Stored data:
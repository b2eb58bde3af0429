//! Type registry built from a type-definitions document.
//!
//! A type-definitions document has two required top-level keys:
//!
//! ```yaml
//! mixins:
//!   named:
//!     name: {required: true}
//!     name_i18n: {}
//! types:
//!   office:
//!     mixin_id: named
//!     fields:
//!       category_id: {required: true}
//!       seat_count: {}
//! ```
//!
//! Each type may pull in the fields of one mixin; its own `fields` entries
//! override mixin entries with the same name. Types are processed in
//! lexicographic order so that error reporting is reproducible.
//!
//! # Examples
//!
//! ```
//! use elect_core::TypeRegistry;
//! use serde_json::json;
//!
//! let document = json!({
//!     "mixins": {"named": {"a": {"v": 1}, "b": {"v": 2}}},
//!     "types": {"office": {"mixin_id": "named", "fields": {"b": {"v": 3}, "c": {"v": 4}}}},
//! });
//! let registry = TypeRegistry::from_document(&document).unwrap();
//! let office = registry.get("office").unwrap();
//! assert_eq!(office.field_names().collect::<Vec<_>>(), ["a", "b", "c"]);
//! assert_eq!(office.fields["b"].attributes["v"], 3);
//! ```

use std::collections::BTreeMap;

use serde::Serialize;
use serde_json::{Map, Value};

use crate::error::SchemaError;
use crate::hash::{FxHashMap, FxHashSet};

const KEY_MIXINS: &str = "mixins";
const KEY_TYPES: &str = "types";
const KEY_MIXIN_ID: &str = "mixin_id";
const KEY_FIELDS: &str = "fields";
const ATTR_REQUIRED: &str = "required";

/// Field attributes: attribute name to value.
type Attributes = BTreeMap<String, Value>;

/// The declared metadata of one field.
#[derive(Debug, Clone, PartialEq, Eq, Serialize)]
pub struct FieldSpec {
    /// Field name.
    pub name: String,
    /// Declared attributes (e.g. `required: true`).
    pub attributes: Attributes,
}

impl FieldSpec {
    /// Returns `true` if the field declares `required: true`.
    #[must_use]
    pub fn is_required(&self) -> bool {
        self.attributes.get(ATTR_REQUIRED) == Some(&Value::Bool(true))
    }
}

/// A type with its resolved fields.
#[derive(Debug, Clone, PartialEq, Eq, Serialize)]
pub struct TypeDefinition {
    /// Type name.
    pub type_name: String,
    /// Resolved fields (mixin fields overlaid with the type's own).
    pub fields: BTreeMap<String, FieldSpec>,
    /// The type's entry exactly as it appeared in the document.
    pub raw_schema: Value,
}

impl TypeDefinition {
    /// Iterates over field names in sorted order.
    pub fn field_names(&self) -> impl Iterator<Item = &str> {
        self.fields.keys().map(String::as_str)
    }
}

/// All types of a type-definitions document, keyed by type name.
///
/// Immutable once loaded.
#[derive(Debug, Clone, Default, PartialEq, Eq, Serialize)]
#[serde(transparent)]
pub struct TypeRegistry {
    types: BTreeMap<String, TypeDefinition>,
}

impl TypeRegistry {
    /// Builds the registry from a parsed type-definitions document.
    ///
    /// # Errors
    ///
    /// Returns [`SchemaError::MissingKey`] if `mixins`, `types` or a type's
    /// `fields` is absent, [`SchemaError::UnknownMixin`] if a `mixin_id`
    /// does not resolve, and [`SchemaError::InvalidValue`] for entries that
    /// are not mappings.
    pub fn from_document(document: &Value) -> Result<Self, SchemaError> {
        let root = as_mapping(document, "document", "type definitions")?;
        let mixins = required_mapping(root, KEY_MIXINS, "type definitions")?;
        let types = required_mapping(root, KEY_TYPES, "type definitions")?;

        let mut mixin_fields: FxHashMap<&str, Attributes> = FxHashMap::default();
        for (mixin_id, fields) in &mixins {
            let context = format!("mixin '{mixin_id}'");
            mixin_fields.insert(mixin_id.as_str(), attribute_maps(fields, &context)?);
        }

        let mut type_names: Vec<&String> = types.keys().collect();
        type_names.sort();

        let mut registry = Self::default();
        for type_name in type_names {
            let raw_schema = &types[type_name.as_str()];
            let context = format!("type '{type_name}'");
            let entry = as_mapping(raw_schema, type_name, &context)?;

            let mut merged = match entry.get(KEY_MIXIN_ID) {
                None | Some(Value::Null) => Attributes::new(),
                Some(Value::String(mixin_id)) => mixin_fields
                    .get(mixin_id.as_str())
                    .cloned()
                    .ok_or_else(|| SchemaError::UnknownMixin {
                        type_name: type_name.clone(),
                        mixin_id: mixin_id.clone(),
                    })?,
                Some(_) => {
                    return Err(SchemaError::invalid_value(KEY_MIXIN_ID, context, "a string"));
                }
            };

            let own = entry
                .get(KEY_FIELDS)
                .ok_or_else(|| SchemaError::missing_key(KEY_FIELDS, context.as_str()))?;
            merged.extend(attribute_maps(own, &context)?);

            let fields = merged
                .into_iter()
                .map(|(name, attributes)| {
                    let attributes = match attributes {
                        Value::Object(map) => map.into_iter().collect(),
                        _ => Attributes::new(),
                    };
                    (name.clone(), FieldSpec { name, attributes })
                })
                .collect();

            registry.types.insert(
                type_name.clone(),
                TypeDefinition {
                    type_name: type_name.clone(),
                    fields,
                    raw_schema: raw_schema.clone(),
                },
            );
        }

        Ok(registry)
    }

    /// Returns a type by name.
    #[inline]
    #[must_use]
    pub fn get(&self, type_name: &str) -> Option<&TypeDefinition> {
        self.types.get(type_name)
    }

    /// Number of types.
    #[inline]
    #[must_use]
    pub fn len(&self) -> usize {
        self.types.len()
    }

    /// Returns `true` if no types are defined.
    #[inline]
    #[must_use]
    pub fn is_empty(&self) -> bool {
        self.types.is_empty()
    }

    /// Iterates over types in name order.
    pub fn iter(&self) -> impl Iterator<Item = &TypeDefinition> {
        self.types.values()
    }

    /// Checks an object against its type.
    ///
    /// Objects of types the registry does not define pass unchecked.
    ///
    /// # Errors
    ///
    /// Returns [`SchemaError::MissingKey`] for the first required field that
    /// is absent and [`SchemaError::UndeclaredField`] for the first key the
    /// type does not declare.
    pub fn validate_object(
        &self,
        type_name: &str,
        object_id: &str,
        object: &Map<String, Value>,
    ) -> Result<(), SchemaError> {
        let Some(definition) = self.get(type_name) else {
            return Ok(());
        };

        if let Some(field) = definition
            .fields
            .values()
            .find(|field| field.is_required() && !object.contains_key(&field.name))
        {
            return Err(SchemaError::missing_key(
                field.name.as_str(),
                format!("{type_name} '{object_id}'"),
            ));
        }

        let declared: FxHashSet<&str> = definition.field_names().collect();
        let mut keys: Vec<&String> = object.keys().collect();
        keys.sort();
        if let Some(field) = keys.into_iter().find(|key| !declared.contains(key.as_str())) {
            return Err(SchemaError::UndeclaredField {
                type_name: type_name.to_owned(),
                object_id: object_id.to_owned(),
                field: field.clone(),
            });
        }

        Ok(())
    }
}

fn as_mapping<'a>(
    value: &'a Value,
    key: &str,
    context: &str,
) -> Result<&'a Map<String, Value>, SchemaError> {
    value
        .as_object()
        .ok_or_else(|| SchemaError::invalid_value(key, context, "a mapping"))
}

/// Looks up a required key holding a mapping; `null` counts as empty.
fn required_mapping(
    parent: &Map<String, Value>,
    key: &str,
    context: &str,
) -> Result<Map<String, Value>, SchemaError> {
    match parent.get(key) {
        None => Err(SchemaError::missing_key(key, context)),
        Some(Value::Null) => Ok(Map::new()),
        Some(value) => as_mapping(value, key, context).cloned(),
    }
}

/// Reads a `field -> attributes` mapping; `null` attribute maps count as empty.
fn attribute_maps(fields: &Value, context: &str) -> Result<Attributes, SchemaError> {
    let fields = match fields {
        Value::Null => return Ok(Attributes::new()),
        other => as_mapping(other, KEY_FIELDS, context)?,
    };

    fields
        .iter()
        .map(|(name, attributes)| match attributes {
            Value::Null | Value::Object(_) => Ok((name.clone(), attributes.clone())),
            _ => Err(SchemaError::invalid_value(name.as_str(), context, "a mapping")),
        })
        .collect()
}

Exercise details: Gather all lines with the string "struct" from the data.

Completed exercise:
pub struct FieldSpec {
pub struct TypeDefinition {
pub struct TypeRegistry {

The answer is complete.